El Ejecutivo reconoce también abiertamente que las subidas de impuestos irán a más.

-    En el caso de la subida del IVA, el Gobierno admite que la recaudación que obtendrá este año ascenderá a 7.693 millones de euros, más del triple de lo que obtuvo en 2012, 2.441 millones. En el documento remitido a Bruselas, el Gobierno saca pecho y afirma que ha elevado “los tipos porque estaban muy por debajo de los paí­ses de la UE” y añade: “el tipo efectivo del IVA que era del 12,66% en 2011 se ha incrementado en un 16,5% en el último trimestre del año”.

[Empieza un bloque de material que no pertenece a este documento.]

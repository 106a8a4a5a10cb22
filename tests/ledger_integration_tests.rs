//! Ledger integration tests
//!
//! End-to-end flows against a sled store in a temporary directory: rewards,
//! transfers, persistence across reopen and damaged stores.

use account_book::core::{Blockchain, ProofOfWork, ZERO_HASH};
use account_book::error::BlockchainError;
use account_book::storage::{BlockStore, SledStore, TxPool, UTXOSet};
use account_book::wallet::{hash_pub_key, Wallet, Wallets};
use account_book::AccountBook;
use tempfile::tempdir;

const EASY_BITS: [u8; 4] = [0x20, 0x7f, 0xff, 0xff];

fn reward_and_mine(book: &AccountBook, wallet: &Wallet) {
    book.reward(&wallet.get_address(), "").unwrap();
    book.mine("").unwrap().unwrap();
}

#[test]
fn test_balance_conservation_on_disk() {
    let temp_dir = tempdir().unwrap();
    let book = AccountBook::open_path(temp_dir.path().join("chain"), EASY_BITS).unwrap();
    let a = Wallet::new().unwrap();
    let b = Wallet::new().unwrap();

    reward_and_mine(&book, &a);
    reward_and_mine(&book, &b);
    let reward_id = book.list_utxo(&a.get_address()).unwrap()[0].txid.clone();

    book.transfer(&a.get_address(), &b.get_address(), 40, &a)
        .unwrap();
    book.mine("").unwrap().unwrap();

    assert_eq!(book.balance(&a.get_address()).unwrap(), 60);
    assert_eq!(book.balance(&b.get_address()).unwrap(), 140);
    assert!(book
        .list_utxo(&a.get_address())
        .unwrap()
        .iter()
        .all(|utxo| utxo.txid != reward_id));
    book.validate().unwrap();
}

#[test]
fn test_reopen_round_trip() {
    let temp_dir = tempdir().unwrap();
    let path = temp_dir.path().join("chain");
    let a = Wallet::new().unwrap();
    let b = Wallet::new().unwrap();

    let (blocks, tip) = {
        let book = AccountBook::open_path(&path, EASY_BITS).unwrap();
        reward_and_mine(&book, &a);
        book.transfer(&a.get_address(), &b.get_address(), 25, &a)
            .unwrap();
        book.mine(&b.get_address()).unwrap().unwrap();
        (book.blocks().unwrap(), book.tip_hash().unwrap())
    };

    let reopened = AccountBook::open_path(&path, EASY_BITS).unwrap();
    assert_eq!(reopened.blocks().unwrap(), blocks);
    assert_eq!(reopened.tip_hash().unwrap(), tip);
    assert_eq!(reopened.height().unwrap(), 2);
    assert_eq!(reopened.balance(&a.get_address()).unwrap(), 75);
    assert_eq!(reopened.balance(&b.get_address()).unwrap(), 125);
    reopened.validate().unwrap();
}

#[test]
fn test_hash_chain_integrity() {
    let temp_dir = tempdir().unwrap();
    let store = SledStore::open(temp_dir.path().join("chain")).unwrap();
    let mut chain = Blockchain::open(Box::new(store), EASY_BITS).unwrap();
    let wallet = Wallet::new().unwrap();

    for round in 0..4 {
        let mut pool = TxPool::new();
        pool.add(
            account_book::Transaction::new_coinbase_tx(
                &wallet.get_address(),
                &format!("round {round}"),
            )
            .unwrap(),
        );
        chain.add_block(&mut pool, &wallet.get_address()).unwrap();
    }

    let blocks = chain.blocks();
    assert_eq!(blocks.len(), 5);
    assert_eq!(blocks[0].get_previous_hash(), &ZERO_HASH);
    for pair in blocks.windows(2) {
        assert_eq!(pair[1].get_previous_hash(), &pair[0].hash());
        assert!(ProofOfWork::validate(&pair[1]));
        assert!(pair[1].verify_merkle_root().unwrap());
    }
    assert_eq!(
        UTXOSet::new(&chain).get_balance(&hash_pub_key(wallet.get_public_key())),
        800
    );
}

#[test]
fn test_double_spend_and_insufficient_funds() {
    let temp_dir = tempdir().unwrap();
    let book = AccountBook::open_path(temp_dir.path().join("chain"), EASY_BITS).unwrap();
    let a = Wallet::new().unwrap();
    let b = Wallet::new().unwrap();
    reward_and_mine(&book, &a);

    let first = book
        .create_transaction(&a.get_address(), &b.get_address(), 100, &a)
        .unwrap();
    book.submit_transaction(first.clone()).unwrap();
    book.mine("").unwrap().unwrap();

    assert!(book.submit_transaction(first).is_err());
    let err = book
        .transfer(&a.get_address(), &b.get_address(), 1, &a)
        .unwrap_err();
    assert_eq!(
        err,
        BlockchainError::InsufficientFunds {
            required: 1,
            available: 0
        }
    );
    assert_eq!(book.pending_count().unwrap(), 0);
    assert_eq!(book.mine("").unwrap(), None);
    assert_eq!(book.balance(&b.get_address()).unwrap(), 100);
}

#[test]
fn test_corrupted_store_is_malformed() {
    let temp_dir = tempdir().unwrap();
    let path = temp_dir.path().join("chain");
    let tip = {
        let book = AccountBook::open_path(&path, EASY_BITS).unwrap();
        reward_and_mine(&book, &Wallet::new().unwrap());
        book.tip_hash().unwrap()
    };

    {
        let db = sled::open(&path).unwrap();
        let tree = db.open_tree("blocks").unwrap();
        tree.insert(tip, &b"garbage"[..]).unwrap();
        db.flush().unwrap();
    }

    assert!(matches!(
        AccountBook::open_path(&path, EASY_BITS),
        Err(BlockchainError::MalformedChainData(_))
    ));
}

#[test]
fn test_store_survives_without_ledger() {
    let temp_dir = tempdir().unwrap();
    let path = temp_dir.path().join("chain");
    let genesis = {
        let chain = Blockchain::open(Box::new(SledStore::open(&path).unwrap()), EASY_BITS).unwrap();
        chain.tip_hash()
    };

    let store = SledStore::open(&path).unwrap();
    assert_eq!(store.get_last_hash().unwrap(), Some(genesis));
    assert!(store.get_block(&genesis).unwrap().unwrap().is_genesis());
}

#[test]
fn test_wallet_file_feeds_transfers() {
    let temp_dir = tempdir().unwrap();
    let wallet_path = temp_dir.path().join("wallet.dat");
    let (from, to) = {
        let mut wallets = Wallets::load(&wallet_path).unwrap();
        (wallets.create_wallet().unwrap(), wallets.create_wallet().unwrap())
    };

    let wallets = Wallets::load(&wallet_path).unwrap();
    let wallet = wallets.get_wallet(&from).unwrap();
    let book = AccountBook::open_path(temp_dir.path().join("chain"), EASY_BITS).unwrap();
    book.reward(&from, "").unwrap();
    book.mine("").unwrap();

    book.transfer(&from, &to, 30, wallet).unwrap();
    book.mine("").unwrap();
    assert_eq!(book.balance(&from).unwrap(), 70);
    assert_eq!(book.balance(&to).unwrap(), 30);
}
use crate::core::{MerkleProof, MerkleTree, ProofOfWork, Transaction};
use crate::error::{BlockchainError, Result};
use crate::utils::{deserialize_exact, serialize, sha256_hash, unix_timestamp};
use log::info;
use serde::{Deserialize, Serialize};

/// A SHA-256 digest
pub type Hash = [u8; 32];

/// Previous-hash of the genesis block, and its Merkle root
pub const ZERO_HASH: Hash = [0u8; 32];

pub const BLOCK_VERSION: u32 = 2;

/// Compact difficulty every block is sealed against unless configured otherwise
pub const DEFAULT_BITS: [u8; 4] = [0x1f, 0x00, 0xff, 0xff];

/// Serialized header length: version, two hashes, timestamp, bits, nonce
pub const HEADER_LEN: usize = 4 + 32 + 32 + 4 + 4 + 4;

#[derive(Debug, Clone, PartialEq, Eq, Serialize, Deserialize, bincode::Encode, bincode::Decode)]
pub struct Block {
    version: u32,
    previous_hash: Hash,
    merkle_root: Hash,
    timestamp: u32,
    bits: [u8; 4],
    nonce: u32,
    transactions: Vec<Transaction>,
}

impl Block {
    /// An unsealed block on top of `previous_hash`, nonce 0.
    pub fn new_block(
        previous_hash: Hash,
        transactions: Vec<Transaction>,
        bits: [u8; 4],
    ) -> Result<Block> {
        let merkle_root = MerkleTree::calculate_merkle_root(&transactions)?;
        Ok(Block {
            version: BLOCK_VERSION,
            previous_hash,
            merkle_root,
            timestamp: unix_timestamp(),
            bits,
            nonce: 0,
            transactions,
        })
    }

    /// Builds a block and seals it with proof-of-work.
    pub fn mine_block(
        previous_hash: Hash,
        transactions: Vec<Transaction>,
        bits: [u8; 4],
    ) -> Result<Block> {
        let mut block = Self::new_block(previous_hash, transactions, bits)?;
        let pow = ProofOfWork::new(bits)?;
        info!(
            "Mining block with {} transactions on {}",
            block.transactions.len(),
            data_encoding::HEXLOWER.encode(&previous_hash)
        );
        pow.run(&mut block);
        Ok(block)
    }

    /// Genesis: zero previous hash, zero Merkle root, no transactions, not mined.
    pub fn generate_genesis_block(bits: [u8; 4]) -> Block {
        Block {
            version: BLOCK_VERSION,
            previous_hash: ZERO_HASH,
            merkle_root: ZERO_HASH,
            timestamp: unix_timestamp(),
            bits,
            nonce: 0,
            transactions: vec![],
        }
    }

    pub fn is_genesis(&self) -> bool {
        self.previous_hash == ZERO_HASH
    }

    /// Big-endian header encoding that the block hash commits to.
    pub fn header_bytes(&self) -> [u8; HEADER_LEN] {
        let mut header = [0u8; HEADER_LEN];
        header[0..4].copy_from_slice(&self.version.to_be_bytes());
        header[4..36].copy_from_slice(&self.previous_hash);
        header[36..68].copy_from_slice(&self.merkle_root);
        header[68..72].copy_from_slice(&self.timestamp.to_be_bytes());
        header[72..76].copy_from_slice(&self.bits);
        header[76..80].copy_from_slice(&self.nonce.to_be_bytes());
        header
    }

    /// Identity hash over the header only; transactions count through the Merkle root.
    pub fn hash(&self) -> Hash {
        sha256_hash(&self.header_bytes())
    }

    pub fn deserialize(bytes: &[u8]) -> Result<Block> {
        deserialize_exact::<Block>(bytes)
    }

    pub fn serialize(&self) -> Result<Vec<u8>> {
        serialize(self)
    }

    pub fn get_version(&self) -> u32 {
        self.version
    }

    pub fn get_previous_hash(&self) -> &Hash {
        &self.previous_hash
    }

    pub fn get_merkle_root(&self) -> &Hash {
        &self.merkle_root
    }

    pub fn get_timestamp(&self) -> u32 {
        self.timestamp
    }

    pub fn get_bits(&self) -> [u8; 4] {
        self.bits
    }

    pub fn get_nonce(&self) -> u32 {
        self.nonce
    }

    pub fn get_transactions(&self) -> &[Transaction] {
        self.transactions.as_slice()
    }

    // Only the proof-of-work loop moves these
    pub(crate) fn next_attempt(&mut self, timestamp: u32) {
        self.nonce = self.nonce.wrapping_add(1);
        self.timestamp = timestamp;
    }

    /// Whether the stored Merkle root matches the transactions. Genesis has
    /// no transactions and a zero root.
    pub fn verify_merkle_root(&self) -> Result<bool> {
        if self.transactions.is_empty() {
            return Ok(self.merkle_root == ZERO_HASH);
        }
        MerkleTree::verify_transactions(&self.transactions, &self.merkle_root)
    }

    pub fn generate_merkle_proof(&self, transaction_index: usize) -> Result<MerkleProof> {
        if transaction_index >= self.transactions.len() {
            return Err(BlockchainError::InvalidBlock(format!(
                "Transaction index {} out of bounds for block with {} transactions",
                transaction_index,
                self.transactions.len()
            )));
        }
        MerkleTree::new(&self.transactions)?.generate_proof(transaction_index)
    }

    /// Verify a Merkle proof against this block's Merkle root
    pub fn verify_merkle_proof(&self, proof: &MerkleProof) -> bool {
        proof.merkle_root == self.merkle_root && MerkleTree::verify_proof(proof)
    }
}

-   La subida del impuesto al tabaco ha supuesto 236 millones en 2012. El Ejecutivo estima que la recaudación aumentará 66 millones en 2013.

-   Los impuestos a los biocarburantes reportarán 650 millones de euros a las arcas públicas en 2013 y otros 65 millones en 2014

-   Además, la nueva fiscalidad energética ha reportado también 2.981 millones de euros que el Gobierno pretende incrementar con la reforma eléctrica, aunque no ha definido todaví­a los parámetros



y aquí­ a mi me descuadran los números: 8000 millones de recaudación de IVA es muy poco, salvo que se refiera al incremento de la recaudación respecto al anterior año fiscal (tendrí­a sentido: en 2012 se han ingresado 2000 y pico más por el cambio de tipos). Y no sé quién hace los cálculos, pero calcular un incremento de 8000 kilos en un impuesto que grava el consumo, que está cayendo a plomo, pues es de muy optimistas.

Por otra parte, y aprovechando que HdP ha pedido reformar la administración, pues puede empezar por el Gabinete de Comunicación de la oficina económica de Moncloa (la de Mariano, esto es, la de Soraya) o la de Economí­a (de Guindos, vaya, otra vez la de Soraya: está en todas) porque un ejecutivo de corte sociata puede presumir de incrementar la presión fiscal, especialmente a los más pudientes (aunque después no sea así­, claro), pero uno que defiende la bajada de impuestos no puede publicar que el tipo efectivo de IVA se ha incrementado más de un 16% -en el último trimestre 2012- y que todaví­a hay margen para subirlo, que en Europa es más alto.